Se em séries e filmes estrangeiros podemos encontrar até cenas de sexo entre casais homossexuais, aqui no Brasil a situação é bem mais lenta. Sim, o preconceito ainda existe e os personagens não heterossexuais ainda não são bem aceitos pelo grande público, porém, devagar, estamos caminhando - e todo passo dado é uma conquista. 

Amanhã, 18 de julho, a atual novela das nove da Globo, “Em Família”, chega ao fim. Escrita por Manoel Carlos, famoso pelas suas histórias ambientadas no Leblon, a novela recebeu várias críticas ao longo de sua exibição e foi até encurtada. No entanto, uma coisa deu certo ali: o casal formado por Clara e Marina, ou simplesmente Clarina, foi mais um avanço na representatividade LGBT+ na ficção do nosso país.



A história de Clarina

No início da novela, a Clara (Giovanna Antonelli) era esposa do Cadu (Reinaldo Gianecchini). Eles se amam muito e têm até um filho, mas passam por dificuldades financeiras, já que o Cadu é um sonhado e quer abrir um restaurante. A vida da personagem começa a mudar quando ela e a família visitam uma exposição de fotografia de nus femininos da Marina (Tainá Muller), onde as duas se conhecem. A Clara logo fica encantada com as fotos e a Marina fica encantada com a própria Clara.

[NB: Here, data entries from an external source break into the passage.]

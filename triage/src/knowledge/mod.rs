//! Knowledge base lookup.
//!
//! Entries are a read-only snapshot owned by the knowledge-base store. The
//! matcher returns copies whose `confidence` carries the per-query match
//! score; nothing is written back.

pub mod matcher;
pub mod samples;

use serde::{Deserialize, Serialize};

pub use matcher::{mean_confidence, KnowledgeBaseMatcher, MatcherConfig};
pub use samples::sample_entries;

/// A stored solution article
#[derive(Debug, Clone, PartialEq, Serialize, Deserialize)]
pub struct KnowledgeBaseEntry {
    pub id: String,
    pub title: String,
    pub content: String,
    #[serde(default)]
    pub tags: Vec<String>,
    /// Confidence in `[0, 1]`. On matcher output this is the query score.
    #[serde(default)]
    pub confidence: f64,
    #[serde(default)]
    pub usage_count: u64,
}

impl KnowledgeBaseEntry {
    pub fn new(
        id: impl Into<String>,
        title: impl Into<String>,
        content: impl Into<String>,
        tags: &[&str],
    ) -> Self {
        Self {
            id: id.into(),
            title: title.into(),
            content: content.into(),
            tags: tags.iter().map(|t| t.to_string()).collect(),
            confidence: 0.0,
            usage_count: 0,
        }
    }

    /// Lower-cased title, content and tags joined by spaces
    pub fn searchable_text(&self) -> String {
        let mut text = String::with_capacity(
            self.title.len() + self.content.len() + self.tags.len() * 12 + 2,
        );
        text.push_str(&self.title);
        text.push(' ');
        text.push_str(&self.content);
        text.push(' ');
        text.push_str(&self.tags.join(" "));
        text.to_lowercase()
    }
}

/// Source of the current knowledge-base snapshot
pub trait KnowledgeSource: Send + Sync {
    fn entries(&self) -> Vec<KnowledgeBaseEntry>;
}

/// Fixed snapshot of entries
#[derive(Debug, Clone, Default)]
pub struct StaticKnowledgeBase {
    entries: Vec<KnowledgeBaseEntry>,
}

impl StaticKnowledgeBase {
    pub fn new(entries: Vec<KnowledgeBaseEntry>) -> Self {
        Self { entries }
    }

    /// Built-in sample articles
    pub fn samples() -> Self {
        Self::new(sample_entries())
    }

    pub fn len(&self) -> usize {
        self.entries.len()
    }

    pub fn is_empty(&self) -> bool {
        self.entries.is_empty()
    }
}

impl KnowledgeSource for StaticKnowledgeBase {
    fn entries(&self) -> Vec<KnowledgeBaseEntry> {
        self.entries.clone()
    }
}
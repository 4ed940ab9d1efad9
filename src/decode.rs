//! Input decoding shared by conversion and the fallback upscaler
//!
//! Raster formats go straight through the `image` crate. HEIC/HEIF has no
//! decoder linked in, and camera RAW depends on the `camera-raw` feature;
//! both report a distinct "missing capability" error when unavailable.

use image::{DynamicImage, ImageReader};
use std::path::Path;
use thiserror::Error;

/// Upload extensions the service accepts (lowercase, without the dot)
pub const ACCEPTED_EXTENSIONS: &[&str] = &[
    "png", "jpg", "jpeg", "webp", "bmp", "heic", "heif",
    // Camera RAW
    "dng", "nef", "cr2", "arw", "raf", "orf", "rw2",
];

const HEIF_EXTENSIONS: &[&str] = &["heic", "heif"];
const CAMERA_RAW_EXTENSIONS: &[&str] = &["dng", "nef", "cr2", "arw", "raf", "orf", "rw2"];

#[derive(Error, Debug)]
pub enum DecodeError {
    /// The input family needs a decoder this build doesn't have
    #[error("{0} input is not supported by this deployment")]
    MissingCapability(&'static str),

    #[error("Failed to read image: {0}")]
    Image(#[from] image::ImageError),

    #[error("Failed to decode RAW: {0}")]
    Raw(String),

    #[error("IO error: {0}")]
    Io(#[from] std::io::Error),
}

/// How an input file has to be decoded, judged by its extension
#[derive(Debug, Clone, Copy, PartialEq, Eq)]
pub enum InputKind {
    Raster,
    Heif,
    CameraRaw,
}

/// Lowercase extension of a file name, if any
pub fn extension_of(name: &str) -> Option<String> {
    let (_, ext) = name.rsplit_once('.')?;
    if ext.is_empty() {
        return None;
    }
    Some(ext.to_ascii_lowercase())
}

/// Whether an uploaded file name has an accepted extension
pub fn is_accepted(name: &str) -> bool {
    extension_of(name).is_some_and(|ext| ACCEPTED_EXTENSIONS.contains(&ext.as_str()))
}

pub fn input_kind(path: &Path) -> InputKind {
    let ext = path
        .file_name()
        .and_then(|n| n.to_str())
        .and_then(extension_of)
        .unwrap_or_default();

    if HEIF_EXTENSIONS.contains(&ext.as_str()) {
        InputKind::Heif
    } else if CAMERA_RAW_EXTENSIONS.contains(&ext.as_str()) {
        InputKind::CameraRaw
    } else {
        InputKind::Raster
    }
}

/// Check up front whether this build can decode `path` at all
pub fn ensure_supported(path: &Path) -> Result<InputKind, DecodeError> {
    match input_kind(path) {
        InputKind::Heif => Err(DecodeError::MissingCapability("HEIC/HEIF")),
        #[cfg(not(feature = "camera-raw"))]
        InputKind::CameraRaw => Err(DecodeError::MissingCapability("Camera RAW")),
        kind => Ok(kind),
    }
}

/// Decode an input file into a pixel buffer
pub fn open_image(path: &Path) -> Result<DynamicImage, DecodeError> {
    match ensure_supported(path)? {
        #[cfg(feature = "camera-raw")]
        InputKind::CameraRaw => crate::raw::decode(path),
        _ => {
            // Sniff the content rather than trusting the extension
            let img = ImageReader::open(path)?.with_guessed_format()?.decode()?;
            Ok(img)
        }
    }
}

#[cfg(test)]
mod tests {
    use super::*;
    use crate::state::store::tests::png_bytes;

    #[test]
    fn test_accepted_extensions() {
        assert!(is_accepted("photo.PNG"));
        assert!(is_accepted("a.b.jpeg"));
        assert!(is_accepted("IMG_0001.HEIC"));
        assert!(is_accepted("DSC_0001.NEF"));
        assert!(!is_accepted("notes.txt"));
        assert!(!is_accepted("png"));
        assert!(!is_accepted("trailing."));
    }

    #[test]
    fn test_heif_is_missing_capability() {
        let dir = tempfile::tempdir().unwrap();
        let path = dir.path().join("phone.heic");
        std::fs::write(&path, b"ftypheic").unwrap();

        assert!(matches!(
            open_image(&path),
            Err(DecodeError::MissingCapability("HEIC/HEIF"))
        ));
    }

    #[test]
    fn test_content_is_sniffed() {
        let dir = tempfile::tempdir().unwrap();
        // PNG bytes behind a .jpg name still decode
        let path = dir.path().join("mislabelled.jpg");
        std::fs::write(&path, png_bytes(5, 4)).unwrap();

        let img = open_image(&path).unwrap();
        assert_eq!((img.width(), img.height()), (5, 4));
    }

    #[test]
    fn test_truncated_file_fails() {
        let dir = tempfile::tempdir().unwrap();
        let path = dir.path().join("broken.png");
        let mut bytes = png_bytes(20, 20);
        bytes.truncate(bytes.len() / 2);
        std::fs::write(&path, bytes).unwrap();

        assert!(open_image(&path).is_err());
    }

    #[test]
    fn test_input_kind() {
        assert_eq!(input_kind(Path::new("/x/a.HEIF")), InputKind::Heif);
        assert_eq!(input_kind(Path::new("/x/a.dng")), InputKind::CameraRaw);
        assert_eq!(input_kind(Path::new("/x/a.webp")), InputKind::Raster);
    }
}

Num primeiro momento, a Clara é a menina bonita que a Marina quer conquistar, e ela exerce um fascínio muito grande na Clara - a Marina é bonita, trabalha com mulheres bonitas, rica, artista, lésbica, não curte monogamia. Ela é muito diferente de tudo o que a Clara sempre conheceu - muito “exótica” -, por isso, qualquer coisa que a Marina faça é demais. Olha a festa de aniversário que ela deu para a Clara, por exemplo. As duas acabam se tornando amigas, muito amigas mesmo. E elas se apaixonam, a gente vê isso acontecendo. A gente vê elas se apaixonando e a gente vê o Cadu sentindo ciúmes

A Clara gosta do Cadu. A Clara gosta da Marina. Nessa cena com a Chica ela deixa isso bem claro: ela não está dividida entre os dois, ela ama os dois e é isso aí. A Marina entende e aceita isso numa boa, mas o Cadu não.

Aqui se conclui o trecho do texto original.